Code2000, Code2001, and Code2002 are three true-type fonts that were designed by James Kass in 2008.  They are known as a Pan-Unicode font set, designed to contain as many glyphs as possible.  They were available for free, from Kass’ website, until it went down in 2011.

I have hosted a mirror with my fbformat project, to enable unicode formatting in Chrome.  Simply download the ZIP, extract the files, and copy them into your fonts directory in control panel.  After a quick restart, Chrome will have full unicode support.

Code2000 Font Set

To test your new support, try out fbformat, and make some pretty formatted facebook statuses.

15 Comments

  1. Bob Bobson's profile image.

    > The answer to the first question is that Windows doesn’t, by default, include any of these common fonts that have good unicode support. In fact, Windows includes NO font with good unicode support, out of box.

    Sure it does. In XP, “Arial MS Unicode” supported a huge chunk of the code-points. In 7, “Segue UI” supports even more.

    > As it turns out, the issue is not really Chrome’s fault.

    Actually, you are incorrect. It is indeed Chrome’s fault.
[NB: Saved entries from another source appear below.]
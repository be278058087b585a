//! Turning run options into a validated plan and a creation request.

use std::collections::HashMap;
use std::path::{Path, PathBuf};

use crate::bootstrap::{BOOTSTRAP_PATH, BootstrapOptions, HomeStrategy, build_bootstrap_env};
use crate::compose::{
    self, DeviceSpec, PortTable, VolumeSpec, merge_env, normalize_volume, parse_device,
    parse_size, tmpfs_list_to_map,
};
use crate::config::SU_EXEC_FILE;
use crate::docker::{CreateRequest, ImageMetadata};
use crate::error::{PathKind, Result};
use crate::identity::HostIdentity;
use crate::image::ImageRef;
use crate::relay::AttachMode;

/// X11 socket directory shared in GUI mode.
pub const X11_SOCKET_DIR: &str = "/tmp/.X11-unix";

/// Working directory selection.
#[derive(Debug, Clone, Default, PartialEq, Eq)]
pub enum Workdir {
    /// The image's working directory.
    #[default]
    Image,
    /// A container path.
    Path(String),
    /// A host directory mounted at the same path and used as working directory.
    Mount(PathBuf),
}

/// Everything a user can ask of one run.
#[derive(Debug, Clone, Default, PartialEq, Eq)]
pub struct RunOptions {
    pub image: String,
    /// Command and arguments; empty runs the image's default command.
    pub command: Vec<String>,
    pub name: Option<String>,
    pub volumes: Vec<String>,
    pub home: HomeStrategy,
    pub auto_pull: bool,
    pub cap_add: Vec<String>,
    pub cap_drop: Vec<String>,
    pub devices: Vec<String>,
    pub env: Vec<String>,
    pub ports: Vec<String>,
    pub tmpfs: Vec<String>,
    pub workdir: Workdir,
    pub shm_size: Option<String>,
    pub x11: bool,
    pub init: bool,
    pub switch_root: bool,
    pub verbose_bootstrap: bool,
    /// Attach mode; detected from the host terminal when unset.
    pub attach: Option<AttachMode>,
}

/// A validated run, ready to be turned into a [`CreateRequest`].
#[derive(Debug, Clone, PartialEq)]
pub struct RunPlan {
    pub image: ImageRef,
    pub auto_pull: bool,
    pub name: Option<String>,
    pub command: Option<Vec<String>>,
    pub volumes: Vec<VolumeSpec>,
    pub ports: PortTable,
    pub tmpfs: HashMap<String, String>,
    pub cap_add: Vec<String>,
    pub cap_drop: Vec<String>,
    pub devices: Vec<DeviceSpec>,
    pub working_dir: Option<String>,
    pub shm_size: Option<i64>,
    pub init: bool,
    pub user: Option<String>,
    pub env_args: Vec<String>,
    pub host_env: HashMap<String, String>,
    pub bootstrap: BootstrapOptions,
    pub identity: HostIdentity,
    pub su_exec: Option<PathBuf>,
    pub attach: AttachMode,
}

impl RunPlan {
    /// Validate `options` against the host and build the plan.
    ///
    /// Host paths are checked here, before anything is created.
    pub fn prepare(
        options: RunOptions,
        identity: HostIdentity,
        host_env: HashMap<String, String>,
        home: &Path,
        config_dir: &Path,
    ) -> Result<Self> {
        let image = ImageRef::parse(&options.image)?;
        let container_home = HomeStrategy::container_home(&identity.username);

        let mut volumes = Vec::new();
        for spec in &options.volumes {
            volumes.push(resolve_volume(normalize_volume(spec))?);
        }

        match &options.home {
            HomeStrategy::MountHome => {
                let host_home = compose::assert_path_exists(home, PathKind::Directory)?;
                volumes.push(VolumeSpec::new(
                    host_home.display().to_string(),
                    container_home.clone(),
                    "rw",
                ));
            }
            HomeStrategy::HomeDir(dir) => {
                let dir = compose::assert_path_exists(dir, PathKind::Directory)?;
                volumes.push(VolumeSpec::new(
                    dir.display().to_string(),
                    container_home.clone(),
                    "rw",
                ));
            }
            HomeStrategy::None | HomeStrategy::Temporary => {}
        }

        let working_dir = match &options.workdir {
            Workdir::Image => None,
            Workdir::Path(path) => Some(path.clone()),
            Workdir::Mount(dir) => {
                let dir = compose::assert_path_exists(dir, PathKind::Directory)?;
                let path = dir.display().to_string();
                volumes.push(VolumeSpec::new(path.clone(), path.clone(), "rw"));
                Some(path)
            }
        };

        let mut env_args = options.env.clone();
        if options.x11 {
            compose::assert_path_exists(X11_SOCKET_DIR, PathKind::Directory)?;
            volumes.push(VolumeSpec::new(X11_SOCKET_DIR, X11_SOCKET_DIR, "rw"));
            env_args.push("DISPLAY".to_string());
        }

        let shm_size = options.shm_size.as_deref().map(parse_size).transpose()?;

        let su_exec = Some(config_dir.join(SU_EXEC_FILE)).filter(|p| p.is_file());
        if su_exec.is_none() {
            tracing::debug!(
                config_dir = %config_dir.display(),
                "No su-exec helper, falling back to su"
            );
        }

        Ok(Self {
            image,
            auto_pull: options.auto_pull,
            name: options.name,
            command: (!options.command.is_empty()).then_some(options.command),
            volumes,
            ports: compose::build_port_table(&options.ports)?,
            tmpfs: tmpfs_list_to_map(&options.tmpfs),
            cap_add: options.cap_add,
            cap_drop: options.cap_drop,
            devices: options.devices.iter().map(|d| parse_device(d)).collect(),
            working_dir,
            shm_size,
            init: options.init,
            user: options.switch_root.then(|| "0".to_string()),
            env_args,
            host_env,
            bootstrap: BootstrapOptions {
                verbose: options.verbose_bootstrap,
                home: options.home,
            },
            identity,
            su_exec,
            attach: options.attach.unwrap_or_else(AttachMode::detect),
        })
    }

    /// The creation request for an image with `metadata`.
    pub fn create_request(&self, metadata: &ImageMetadata) -> CreateRequest {
        let mut env = merge_env(&self.env_args, &self.host_env, &metadata.env);
        build_bootstrap_env(&self.identity, metadata.entrypoint.as_deref(), &self.bootstrap)
            .apply(&mut env);

        CreateRequest {
            image: self.image.clone(),
            name: self.name.clone(),
            cmd: self.command.clone().or_else(|| metadata.cmd.clone()),
            entrypoint: Some(vec![BOOTSTRAP_PATH.to_string()]),
            env: compose::env_map_to_list(&env),
            binds: self.volumes.iter().map(VolumeSpec::to_bind).collect(),
            ports: self.ports.clone(),
            tmpfs: self.tmpfs.clone(),
            cap_add: self.cap_add.clone(),
            cap_drop: self.cap_drop.clone(),
            devices: self.devices.clone(),
            working_dir: self.working_dir.clone(),
            shm_size: self.shm_size,
            tty: self.attach.wants_tty(),
            open_stdin: true,
            init: self.init.then_some(true),
            user: self.user.clone(),
            network_mode: None,
        }
    }
}

/// Check and absolutize the host side of a bind mount; named volumes pass through.
fn resolve_volume(volume: VolumeSpec) -> Result<VolumeSpec> {
    if !volume.is_host_path() {
        return Ok(volume);
    }
    let host = compose::assert_path_exists(&volume.host_path, PathKind::Any)?;
    let container_path = if volume.container_path == volume.host_path {
        host.display().to_string()
    } else {
        volume.container_path
    };
    Ok(VolumeSpec::new(host.display().to_string(), container_path, volume.mode))
}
Chrome not only screws up its own handling of Unicode, but ALL OF WINDOWS and EVERY PROGRAM.

    For some reason, Chrome has a serious defect whereby if after booting Windows, the first time you encounter a Unicode character is in Chrome, then it messes something up so badly, that EVERY Unicode character you see in all of Windows (e.g., filenames with Unicode characters in Explorer), as well as any programs don’t have their own built-in Unicode handling routines and use Windows will all display boxes instead of the correct characters.

    If the first time that you encounter a Unicode character after booting is in ANY other program, then Windows, Chrome, and every program works correctly. That is why some people have advised that until the Chrome devs get their act together and fix their huge mistake, to keep a file with a Unicode character in its filename somewhere like on the desktop so that every time you boot, Windows will load the Unicode routines before Chrome gets a chance to (mess it up).
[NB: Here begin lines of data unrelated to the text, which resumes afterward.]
//! CLI command handling.
//!
//! Provides:
//! - Running an image as the invoking user (`run`, implied when omitted)
//! - Building the `su-exec` helper (`setup`)
//! - Shell completion generation (`completion`)

mod completion;

pub use completion::{generate_completions, parse_shell};

use std::path::PathBuf;

use clap::error::ErrorKind;
use clap::{ArgGroup, Args, CommandFactory, Parser, Subcommand};

use crate::bootstrap::HomeStrategy;
use crate::config::{self, DockerClientConfig, Settings};
use crate::docker::DockerBackend;
use crate::identity::HostIdentity;
use crate::logging::Verbosity;
use crate::orchestrator::{DockerInside, exit_code};
use crate::plan::{RunOptions, RunPlan, Workdir};
use crate::setup::{DEFAULT_SU_EXEC_URL, SetupOptions, run_setup};

#[derive(Parser, Debug)]
#[command(name = "din")]
#[command(about = "Run a docker container as the invoking host user")]
#[command(version)]
#[command(args_conflicts_with_subcommands = true)]
#[command(group(ArgGroup::new("verbosity").args(["verbose", "quiet", "debug"])))]
pub struct Cli {
    #[command(subcommand)]
    pub command: Option<Command>,

    #[command(flatten)]
    pub run: RunArgs,

    /// Verbose logging
    #[arg(long, global = true)]
    pub verbose: bool,

    /// Only log errors
    #[arg(long, global = true)]
    pub quiet: bool,

    /// Trace logging, including dependencies
    #[arg(long, global = true)]
    pub debug: bool,
}

#[derive(Subcommand, Debug)]
pub enum Command {
    /// Run an image (default if no subcommand given)
    Run(RunArgs),

    /// Build the su-exec helper into the configuration directory
    Setup(SetupArgs),

    /// Generate a shell completion script
    Completion {
        /// bash, zsh, fish, powershell or elvish
        shell: String,
    },
}

#[derive(Args, Debug, Default, Clone)]
#[command(group(ArgGroup::new("home").args(["mount_home", "home_dir", "tmp_home"])))]
#[command(group(ArgGroup::new("workdir_mode").args(["workdir", "mount_workdir"])))]
pub struct RunArgs {
    /// Name of the container
    #[arg(long)]
    pub name: Option<String>,

    /// Bind mount a volume (host[:container[:mode]])
    #[arg(short = 'v', long = "volume", value_name = "VOLUME")]
    pub volumes: Vec<String>,

    /// Mount the home directory of the user
    #[arg(short = 'H', long)]
    pub mount_home: bool,

    /// Mount a host directory as home directory
    #[arg(long, value_name = "PATH")]
    pub home_dir: Option<PathBuf>,

    /// Create an empty home directory in the container
    #[arg(long)]
    pub tmp_home: bool,

    /// Pull unavailable images automatically
    #[arg(long)]
    pub auto_pull: bool,

    /// Add a Linux capability
    #[arg(long = "cap-add", value_name = "CAP")]
    pub cap_add: Vec<String>,

    /// Drop a Linux capability
    #[arg(long = "cap-drop", value_name = "CAP")]
    pub cap_drop: Vec<String>,

    /// Add a host device (host[:container[:permissions]])
    #[arg(long = "device", value_name = "DEVICE")]
    pub devices: Vec<String>,

    /// Set an environment variable (NAME=VALUE, or NAME to pass the host value)
    #[arg(short = 'e', long = "env", value_name = "ENV")]
    pub env: Vec<String>,

    /// Publish a container port ([[ip:]hostPort:]containerPort[/protocol])
    #[arg(short = 'p', long = "port", value_name = "PORT")]
    pub ports: Vec<String>,

    /// Mount a tmpfs (path[:options])
    #[arg(long = "tmpfs", value_name = "TMPFS")]
    pub tmpfs: Vec<String>,

    /// Working directory inside the container
    #[arg(short = 'w', long, value_name = "PATH")]
    pub workdir: Option<String>,

    /// Mount a host directory at the same path and use it as working directory
    #[arg(short = 'W', long, value_name = "PATH")]
    pub mount_workdir: Option<PathBuf>,

    /// Size of /dev/shm (e.g. 64m)
    #[arg(long, value_name = "SIZE")]
    pub shm_size: Option<String>,

    /// Share the X11 socket and DISPLAY
    #[arg(long)]
    pub x11: bool,

    /// Run an init process inside the container
    #[arg(long)]
    pub init: bool,

    /// Run the bootstrap as root even if the image sets a user
    #[arg(long)]
    pub switch_root: bool,

    /// Trace the bootstrap script inside the container
    #[arg(long)]
    pub verbose_bootstrap: bool,

    /// Image to run (name[:tag])
    #[arg(value_name = "IMAGE")]
    pub image: Option<String>,

    /// Command to run, followed by its arguments
    #[arg(value_name = "CMD", trailing_var_arg = true, allow_hyphen_values = true)]
    pub command: Vec<String>,
}

impl RunArgs {
    pub fn home_strategy(&self) -> HomeStrategy {
        if self.mount_home {
            HomeStrategy::MountHome
        } else if let Some(dir) = &self.home_dir {
            HomeStrategy::HomeDir(dir.clone())
        } else if self.tmp_home {
            HomeStrategy::Temporary
        } else {
            HomeStrategy::None
        }
    }

    pub fn workdir(&self) -> Workdir {
        match (&self.workdir, &self.mount_workdir) {
            (_, Some(dir)) => Workdir::Mount(dir.clone()),
            (Some(path), None) => Workdir::Path(path.clone()),
            (None, None) => Workdir::Image,
        }
    }

    /// Combine with `settings`; settings entries come first so arguments override them.
    pub fn into_options(self, settings: &Settings) -> RunOptions {
        let home = self.home_strategy();
        let workdir = self.workdir();
        RunOptions {
            image: self.image.unwrap_or_default(),
            command: self.command,
            name: self.name,
            volumes: settings.volumes.iter().cloned().chain(self.volumes).collect(),
            home,
            auto_pull: self.auto_pull || settings.auto_pull,
            cap_add: self.cap_add,
            cap_drop: self.cap_drop,
            devices: self.devices,
            env: settings.env.iter().cloned().chain(self.env).collect(),
            ports: self.ports,
            tmpfs: self.tmpfs,
            workdir,
            shm_size: self.shm_size,
            x11: self.x11,
            init: self.init,
            switch_root: self.switch_root,
            verbose_bootstrap: self.verbose_bootstrap,
            attach: None,
        }
    }
}

#[derive(Args, Debug, Clone)]
pub struct SetupArgs {
    /// Git URL of the su-exec repository
    #[arg(long, default_value = DEFAULT_SU_EXEC_URL)]
    pub url: String,

    /// Refspec for the su-exec repository (tag/branch; default: master)
    #[arg(long)]
    pub refspec: Option<String>,

    /// Override the home directory
    #[arg(long, value_name = "DIR")]
    pub home: Option<PathBuf>,

    /// Name of the container
    #[arg(long)]
    pub name: Option<String>,

    /// Pull unavailable images automatically
    #[arg(long)]
    pub auto_pull: bool,

    /// Allow access to the host network (e.g. for a proxy on localhost)
    #[arg(long)]
    pub host_network: bool,
}

impl From<SetupArgs> for SetupOptions {
    fn from(args: SetupArgs) -> Self {
        SetupOptions {
            url: args.url,
            refspec: args.refspec,
            home: args.home,
            name: args.name,
            auto_pull: args.auto_pull,
            host_network: args.host_network,
        }
    }
}

impl Cli {
    /// Parse the process arguments, exiting with a usage error when no image is given.
    pub fn parse_args() -> Self {
        let cli = Self::parse();
        if cli.command.is_none() && cli.run.image.is_none() {
            Self::command()
                .error(
                    ErrorKind::MissingRequiredArgument,
                    "the following required argument was not provided: <IMAGE>",
                )
                .exit();
        }
        cli
    }

    pub fn verbosity(&self) -> Verbosity {
        if self.debug {
            Verbosity::Debug
        } else if self.verbose {
            Verbosity::Verbose
        } else if self.quiet {
            Verbosity::Quiet
        } else {
            Verbosity::Normal
        }
    }
}

/// Execute the parsed command and return the process exit code.
pub async fn run_command(cli: Cli) -> anyhow::Result<i32> {
    match cli.command {
        Some(Command::Run(args)) => run_container(args).await,
        None => run_container(cli.run).await,
        Some(Command::Setup(args)) => run_setup_command(args.into()).await,
        Some(Command::Completion { shell }) => {
            generate_completions(&shell, &mut std::io::stdout())?;
            Ok(0)
        }
    }
}

async fn run_container(args: RunArgs) -> anyhow::Result<i32> {
    let host_env = config::host_env();
    let config_dir = config::config_dir(&host_env);
    let settings = Settings::load(&config_dir);
    let options = args.into_options(&settings);

    let identity = HostIdentity::resolve()?;
    let plan = RunPlan::prepare(
        options,
        identity,
        host_env.clone(),
        &config::home_dir(),
        &config_dir,
    )?;

    let backend = DockerBackend::connect(&DockerClientConfig::from_env(&host_env)).await?;
    let outcome = DockerInside::new(backend).run(&plan).await?;
    Ok(exit_code(outcome.status_code))
}

async fn run_setup_command(options: SetupOptions) -> anyhow::Result<i32> {
    let host_env = config::host_env();
    let identity = HostIdentity::resolve()?;
    let backend = DockerBackend::connect(&DockerClientConfig::from_env(&host_env)).await?;
    let app = DockerInside::new(backend);
    let outcome = run_setup(&app, &options, identity.uid, identity.gid, &host_env).await?;
    Ok(exit_code(outcome.status_code))
}
//! Running an image as the invoking host user.
//!
//! ```text
//!   RunPlan ──► ensure_image ──► inspect_image ──► CreateRequest
//!                                                      │
//!                         ┌────────────────────────────┘
//!                         ▼
//!   ContainerSession: create ─► inject payload ─► attach + start ─► relay + wait
//!                         │                                            │
//!                         └──────────── cleanup (always) ◄─────────────┘
//! ```
//!
//! The session body races a termination signal; whichever way it ends, the
//! container is removed before the run returns.

mod session;

use std::future::Future;

use crate::docker::{ContainerBackend, CreateRequest};
use crate::error::{Error, Result};
use crate::image::ensure_image;
use crate::payload;
use crate::plan::RunPlan;
use crate::relay::AttachMode;

pub use session::{ContainerSession, ContainerState, ExitOutcome, INJECT_PATH};

/// Exit code when `din` itself fails before or around the container.
pub const EXIT_ORCHESTRATION_FAILURE: i32 = 125;
/// Exit code after a termination signal.
pub const EXIT_INTERRUPTED: i32 = 130;

/// Map a container status code to a process exit code.
pub fn exit_code(status_code: i64) -> i32 {
    i32::try_from(status_code).unwrap_or(EXIT_ORCHESTRATION_FAILURE)
}

/// Exit code for a failed run.
pub fn error_exit_code(err: &Error) -> i32 {
    match err {
        Error::Interrupted => EXIT_INTERRUPTED,
        _ => EXIT_ORCHESTRATION_FAILURE,
    }
}

/// Completes on SIGINT or SIGTERM.
pub async fn shutdown_signal() {
    let ctrl_c = async {
        if tokio::signal::ctrl_c().await.is_err() {
            std::future::pending::<()>().await;
        }
    };

    #[cfg(unix)]
    let terminate = async {
        match tokio::signal::unix::signal(tokio::signal::unix::SignalKind::terminate()) {
            Ok(mut signal) => {
                signal.recv().await;
            }
            Err(_) => std::future::pending::<()>().await,
        }
    };
    #[cfg(not(unix))]
    let terminate = std::future::pending::<()>();

    tokio::select! {
        _ = ctrl_c => {}
        _ = terminate => {}
    }
    tracing::warn!("Termination signal received, cleaning up");
}

/// Runs containers through a [`ContainerBackend`].
pub struct DockerInside<B: ContainerBackend> {
    backend: B,
}

impl<B: ContainerBackend> DockerInside<B> {
    pub fn new(backend: B) -> Self {
        Self { backend }
    }

    pub fn backend(&self) -> &B {
        &self.backend
    }

    /// Run `plan` until the container exits or the process is signalled.
    pub async fn run(&self, plan: &RunPlan) -> Result<ExitOutcome> {
        self.run_until(plan, shutdown_signal()).await
    }

    /// Run `plan`, treating completion of `shutdown` as an interruption.
    pub async fn run_until<F>(&self, plan: &RunPlan, shutdown: F) -> Result<ExitOutcome>
    where
        F: Future<Output = ()>,
    {
        ensure_image(&self.backend, &plan.image, plan.auto_pull).await?;
        let metadata = self.backend.inspect_image(&plan.image).await?;
        let request = plan.create_request(&metadata);
        let archive = payload::run_payload(plan.su_exec.as_deref())?;
        tracing::debug!(
            image = %plan.image,
            cmd = ?request.cmd,
            binds = ?request.binds,
            tty = request.tty,
            "Running container"
        );
        self.execute_until(&request, archive, plan.attach, shutdown)
            .await
    }

    /// Create a container from `request`, inject `archive`, run it and remove it.
    pub async fn execute_until<F>(
        &self,
        request: &CreateRequest,
        archive: Vec<u8>,
        mode: AttachMode,
        shutdown: F,
    ) -> Result<ExitOutcome>
    where
        F: Future<Output = ()>,
    {
        let mut session = ContainerSession::new(&self.backend, &request.image.full_name());
        let result = tokio::select! {
            result = drive(&mut session, request, archive, mode) => result,
            _ = shutdown => Err(Error::Interrupted),
        };
        if let Err(e) = &result {
            tracing::debug!(state = %session.state(), error = %e, "Run failed");
        }
        session.cleanup().await;
        result
    }
}

async fn drive<B: ContainerBackend + ?Sized>(
    session: &mut ContainerSession<'_, B>,
    request: &CreateRequest,
    archive: Vec<u8>,
    mode: AttachMode,
) -> Result<ExitOutcome> {
    session.create(request).await?;
    session.inject(archive).await?;
    let attachment = session.start(mode).await?;
    session.wait(attachment, mode).await
}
    See this (still unresolved as of version 28) bug-report for the evidence and gory details:

    http://code.google.com/p/chromium/issues/detail?id=42984

    • gschoppe's profile image.

      Arial MS unicode actually supported a very minimal set of unicode characters, and looking through Segue UI’s glyphs, it does not seem to contain ANY of the alternate typeface sets, such as MATH BOLD.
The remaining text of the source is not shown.